Mortgage products reduced by 40% for first-time buyers

Rising interest rates prompt lenders to clamp down on borrowers with small deposits

First-time buyers are struggling to access mortgages as rapidly rising interest rates have cut the number of products for borrowers with small deposits by more than 40 per cent over the past year.

According to data provider Moneyfacts, there were 199 products on offer over the weekend for would-be buyers looking to borrow up to 95 per cent of the value of the property, down from 347 at the start of June 2022.

The average interest rate on a two-year fixed 95 per cent loan-to-value mortgage jumped by more than 3 percentage points to 6.49 per cent over the same period, while for five-year products it rose more than 2 percentage points to 5.8 per cent.

“The constant rate changes and ongoing market uncertainty is causing havoc,” said Aaron Strutt, director at Trinity Financial. “First-time buyers are struggling to access mortgages, especially if they have smaller deposits.”

Aneisha Beveridge, head of research at estate agent Hamptons, said that lenders’ withdrawal reflected the greater risk of 95 per cent LTV mortgages compared to products with larger deposits.

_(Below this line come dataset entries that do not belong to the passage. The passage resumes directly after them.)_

use core::ptr::NonNull;

use crate::diagnostic::log_debug;
use crate::platform::{AllocFlags, HostAllocator};
use crate::sync::{AtomicI64, Ordering};

/// Behaviour switches for a [`Ledger`].
#[derive(Clone, Copy, Debug, PartialEq, Eq)]
pub struct LedgerConfig {
    /// Zero the block when `resize` is asked for the size it already has
    /// and `flags` carries [`AllocFlags::ZERO`].
    pub zero_on_noop_resize: bool,
}

impl LedgerConfig {
    pub const DEFAULT: Self = Self {
        zero_on_noop_resize: cfg!(feature = "noop-resize-zero"),
    };
}

impl Default for LedgerConfig {
    fn default() -> Self {
        Self::DEFAULT
    }
}

/// Allocation accounting layered over a host allocator.
///
/// One signed counter of blocks handed out and not yet released, updated
/// without a lock after the host call returns. It must never go negative
/// and must read zero at unload; either violation panics.
pub struct Ledger<H> {
    host: H,
    outstanding: AtomicI64,
    config: LedgerConfig,
}

impl<H> Ledger<H> {
    #[cfg(not(feature = "loom"))]
    pub const fn new(host: H) -> Self {
        Self::with_config(host, LedgerConfig::DEFAULT)
    }

    #[cfg(not(feature = "loom"))]
    pub const fn with_config(host: H, config: LedgerConfig) -> Self {
        Self {
            host,
            outstanding: AtomicI64::new(0),
            config,
        }
    }

    #[cfg(feature = "loom")]
    pub fn new(host: H) -> Self {
        Self::with_config(host, LedgerConfig::DEFAULT)
    }

    #[cfg(feature = "loom")]
    pub fn with_config(host: H, config: LedgerConfig) -> Self {
        Self {
            host,
            outstanding: AtomicI64::new(0),
            config,
        }
    }

    pub fn host(&self) -> &H {
        &self.host
    }

    pub fn config(&self) -> LedgerConfig {
        self.config
    }

    /// Blocks handed out and not yet released.
    pub fn outstanding(&self) -> i64 {
        self.outstanding.load(Ordering::Acquire)
    }

    /// Panic unless every block handed out has been released.
    ///
    /// Meant for unload, after every other thread has stopped touching the
    /// ledger.
    pub fn assert_balanced(&self) {
        let cnt = self.outstanding.load(Ordering::Acquire);
        if cnt != 0 {
            panic!("assert_balanced: potential memory leak (cnt: {})", cnt);
        }
    }

    fn charge(&self) {
        let prev = self.outstanding.fetch_add(1, Ordering::AcqRel);
        if prev < 0 {
            panic!("allocate: ledger corrupted (cnt: {})", prev);
        }
    }

    fn credit(&self) {
        let prev = self.outstanding.fetch_sub(1, Ordering::AcqRel);
        if prev <= 0 {
            panic!("release: more blocks freed than allocated (cnt: {})", prev);
        }
    }
}

impl<H: HostAllocator> Ledger<H> {
    /// Allocate `size` bytes from the host and record it.
    ///
    /// Returns `None` when the host is exhausted; the ledger is untouched.
    pub fn allocate(&self, size: usize, flags: AllocFlags) -> Option<NonNull<u8>> {
        let addr = NonNull::new(self.host.raw_allocate(size, flags));
        match addr {
            Some(_) => self.charge(),
            None => log_debug!("allocate: host refused {} bytes (flags {:#x})", size, flags.bits()),
        }
        addr
    }

    /// Allocate a zero-filled block owned by the returned guard.
    pub fn allocate_zeroed(&self, size: usize, flags: AllocFlags) -> Option<Allocation<'_, H>> {
        let ptr = self.allocate(size, flags | AllocFlags::ZERO)?;
        Some(Allocation {
            ledger: self,
            ptr,
            len: size,
        })
    }

    /// Grow or shrink a block.
    ///
    /// - `addr` null: `old_size` must be 0; same as [`allocate`](Self::allocate).
    /// - same size: `addr` comes back unchanged, zeroed first if configured
    ///   and `flags` has [`AllocFlags::ZERO`].
    /// - otherwise a new block receives the first `min(old_size, new_size)`
    ///   bytes and the old one goes straight back to the host.
    ///
    /// On `None` the old block is still valid and still owned by the caller.
    /// The outstanding count only moves when a null `addr` turns into a block.
    ///
    /// # Safety
    /// A non-null `addr` must be a live block from this ledger of exactly
    /// `old_size` bytes. On success it must not be used again.
    pub unsafe fn resize(
        &self,
        addr: *mut u8,
        old_size: usize,
        new_size: usize,
        flags: AllocFlags,
    ) -> Option<NonNull<u8>> {
        let Some(old) = NonNull::new(addr) else {
            assert!(
                old_size == 0,
                "resize: null block with nonzero size {}",
                old_size
            );
            return self.allocate(new_size, flags);
        };

        if new_size == old_size {
            if self.config.zero_on_noop_resize && flags.contains(AllocFlags::ZERO) {
                // SAFETY: caller guarantees old spans old_size == new_size bytes.
                unsafe { core::ptr::write_bytes(old.as_ptr(), 0, new_size) };
            }
            return Some(old);
        }

        let new = NonNull::new(self.host.raw_allocate(new_size, flags))?;
        // SAFETY: both blocks are live for at least min(old_size, new_size)
        // bytes and the host never hands out overlapping blocks.
        unsafe {
            core::ptr::copy_nonoverlapping(old.as_ptr(), new.as_ptr(), old_size.min(new_size));
            self.host.raw_free(old.as_ptr());
        }
        Some(new)
    }

    /// Give a block back to the host. Null is ignored.
    ///
    /// # Safety
    /// A non-null `addr` must be a live block from this ledger and must not
    /// be used afterwards.
    pub unsafe fn release(&self, addr: *mut u8) {
        if addr.is_null() {
            return;
        }
        self.credit();
        // SAFETY: caller guarantees addr came from this ledger's host.
        unsafe { self.host.raw_free(addr) };
    }
}

/// A zero-filled block that goes back through its ledger when dropped.
pub struct Allocation<'l, H: HostAllocator> {
    ledger: &'l Ledger<H>,
    ptr: NonNull<u8>,
    len: usize,
}

impl<'l, H: HostAllocator> Allocation<'l, H> {
    /// Re-adopt a block previously given up with [`into_raw`](Self::into_raw).
    ///
    /// # Safety
    /// `ptr` must be a live, initialized block of `len` bytes from `ledger`.
    pub unsafe fn from_raw(ledger: &'l Ledger<H>, ptr: NonNull<u8>, len: usize) -> Self {
        Self { ledger, ptr, len }
    }

    /// Hand ownership to the caller, who must later release it through the
    /// ledger.
    pub fn into_raw(self) -> NonNull<u8> {
        let ptr = self.ptr;
        core::mem::forget(self);
        ptr
    }

    pub fn len(&self) -> usize {
        self.len
    }

    pub fn is_empty(&self) -> bool {
        self.len == 0
    }

    pub fn as_ptr(&self) -> *const u8 {
        self.ptr.as_ptr()
    }

    pub fn as_slice(&self) -> &[u8] {
        // SAFETY: the block is initialized and exclusively ours.
        unsafe { core::slice::from_raw_parts(self.ptr.as_ptr(), self.len) }
    }

    pub fn as_mut_slice(&mut self) -> &mut [u8] {
        // SAFETY: as above, and &mut self rules out other borrows.
        unsafe { core::slice::from_raw_parts_mut(self.ptr.as_ptr(), self.len) }
    }
}

impl<H: HostAllocator> Drop for Allocation<'_, H> {
    fn drop(&mut self) {
        // SAFETY: the block came from this ledger and is dropped only once.
        unsafe { self.ledger.release(self.ptr.as_ptr()) };
    }
}
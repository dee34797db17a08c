use core::ffi::CStr;
use core::fmt;

/// Kext name printed at the start of every line. Override at build time
/// with `KEXTKIT_NAME`.
pub const NAME: &str = match option_env!("KEXTKIT_NAME") {
    Some(name) => name,
    None => "kextkit",
};

/// Longest line handed to the console, terminator included. Longer
/// messages are cut.
pub const LINE_MAX: usize = 256;

#[derive(Clone, Copy, Debug, PartialEq, Eq)]
pub enum Level {
    Debug,
    Info,
    Error,
}

impl Level {
    fn tag(self) -> &'static str {
        match self {
            Level::Debug => "DBG",
            Level::Info => "INF",
            Level::Error => "ERR",
        }
    }
}

/// A NUL-terminated line assembled on the stack.
pub struct LineBuf {
    buf: [u8; LINE_MAX],
    len: usize,
}

impl Default for LineBuf {
    fn default() -> Self {
        Self::new()
    }
}

impl LineBuf {
    pub const fn new() -> Self {
        Self {
            buf: [0; LINE_MAX],
            len: 0,
        }
    }

    pub fn as_cstr(&mut self) -> &CStr {
        self.buf[self.len] = 0;
        // An interior NUL from a formatted argument just ends the line early.
        CStr::from_bytes_until_nul(&self.buf[..=self.len]).unwrap_or(c"")
    }
}

impl fmt::Write for LineBuf {
    fn write_str(&mut self, s: &str) -> fmt::Result {
        // Keep one byte for the terminator; truncation is not an error.
        let room = LINE_MAX - 1 - self.len;
        let n = s.len().min(room);
        self.buf[self.len..self.len + n].copy_from_slice(&s.as_bytes()[..n]);
        self.len += n;
        Ok(())
    }
}

/// Format and emit one line at `level`.
pub fn emit(level: Level, args: fmt::Arguments<'_>) {
    use fmt::Write;

    let mut line = LineBuf::new();
    let _ = write!(line, "{} [{}] ", NAME, level.tag());
    let _ = line.write_fmt(args);
    crate::platform::log_line(line.as_cstr());
}

macro_rules! log_info {
    ($($arg:tt)*) => {
        $crate::diagnostic::emit($crate::diagnostic::Level::Info, format_args!($($arg)*))
    };
}

macro_rules! log_error {
    ($($arg:tt)*) => {
        $crate::diagnostic::emit($crate::diagnostic::Level::Error, format_args!($($arg)*))
    };
}

/// Compiled out of release builds.
macro_rules! log_debug {
    ($($arg:tt)*) => {
        if cfg!(debug_assertions) {
            $crate::diagnostic::emit($crate::diagnostic::Level::Debug, format_args!($($arg)*))
        }
    };
}

pub(crate) use {log_debug, log_error, log_info};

“Lenders are naturally a bit concerned that the 5 per cent equity that these borrowers did have could be eroded quite quickly by any house price falls,” she said. “It’s a quite common theme in the market, in periods like 2007-2008 or during Covid, that those riskiest, high LTV deals tend to be withdrawn quickly.”

Cash buyers have played an increasingly important role in the property market as debt costs rise, shutting out those who rely on larger amounts of borrowing.

The amount of debt used to fund house purchases fell to 38 per cent of the total in the first quarter of the year, according to research by Savills, down from 46 per cent in the same period last year and 47 per cent before the coronavirus pandemic struck in early 2020.

The mounting challenges facing first-time buyers comes amid a wider upheaval in the mortgage market where two-year fixed term rates passed 6 per cent on Monday.

Mortgage costs have risen sharply over the past week, ahead of an expected increase in interest rates from the Bank of England on Thursday. This is piling pressure on the government as owners needing to remortgage face a sharp jump in repayments, compounding the pressure on household budgets from the cost of living crisis.

The lack of suitable products for borrowers with small deposits is also being felt by housebuilders, which have seen sales fall since last autumn as the property market cools.

First-time buyers are a key part of their customer base but lenders frequently impose stricter rules on mortgages for new-build homes, which has further limited the number of low-deposit products available on those properties.

Steve Turner, executive director of the Home Builders’ Federation, said there were “very few mortgage deals available for buyers of new homes who don’t have access to big savings pots or gifted deposits from family members”.

The trade group has called on the government to support first time buyers by introducing a scheme to replace the Help to Buy initiative scrapped earlier this year, which offered an equity loan to borrowers with as little as a 5 per cent deposit.

“It is the first time in decades there is no government scheme in place to support first-time buyers, at the very point it is most needed,” Turner said.